----- EXTRACTED INFORMATION -----

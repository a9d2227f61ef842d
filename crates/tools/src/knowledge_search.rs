//! Knowledge base search exposed as a tool.
//!
//! Registered so it can be invoked by name, but the coach never advertises
//! it to the model: every chat turn already retrieves context up front.

use std::sync::Arc;

use async_trait::async_trait;
use runcoach_core::error::ToolError;
use runcoach_core::tool::{Tool, ToolResult};
use runcoach_knowledge::KnowledgeIndex;

use crate::args;

pub const KNOWLEDGE_SEARCH_TOOL: &str = "search_knowledge_base";

pub struct KnowledgeSearchTool {
    index: Arc<KnowledgeIndex>,
    top_k: usize,
}

impl KnowledgeSearchTool {
    pub fn new(index: Arc<KnowledgeIndex>, top_k: usize) -> Self {
        Self { index, top_k }
    }
}

#[async_trait]
impl Tool for KnowledgeSearchTool {
    fn name(&self) -> &str {
        KNOWLEDGE_SEARCH_TOOL
    }

    fn description(&self) -> &str {
        "Search the running knowledge base for information about training, nutrition, \
         injury prevention, form, and race preparation."
    }

    fn parameters_schema(&self) -> serde_json::Value {
        serde_json::json!({
            "type": "object",
            "properties": {
                "query": {
                    "type": "string",
                    "description": "The search query about running topics"
                }
            },
            "required": ["query"]
        })
    }

    async fn execute(&self, arguments: serde_json::Value) -> Result<ToolResult, ToolError> {
        let query = args::required_str(&arguments, "query")?;
        let result = self
            .index
            .query(query, self.top_k)
            .await
            .map_err(|e| ToolError::ExecutionFailed {
                tool_name: KNOWLEDGE_SEARCH_TOOL.into(),
                reason: e.to_string(),
            })?;
        Ok(ToolResult::ok(result.context))
    }
}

-----

TASK TO COMPLETE :: Only lines that contain the string "args" count; pick each one out of the records and copy it.

ANSWER ::
use crate::args;
        let query = args::required_str(&arguments, "query")?;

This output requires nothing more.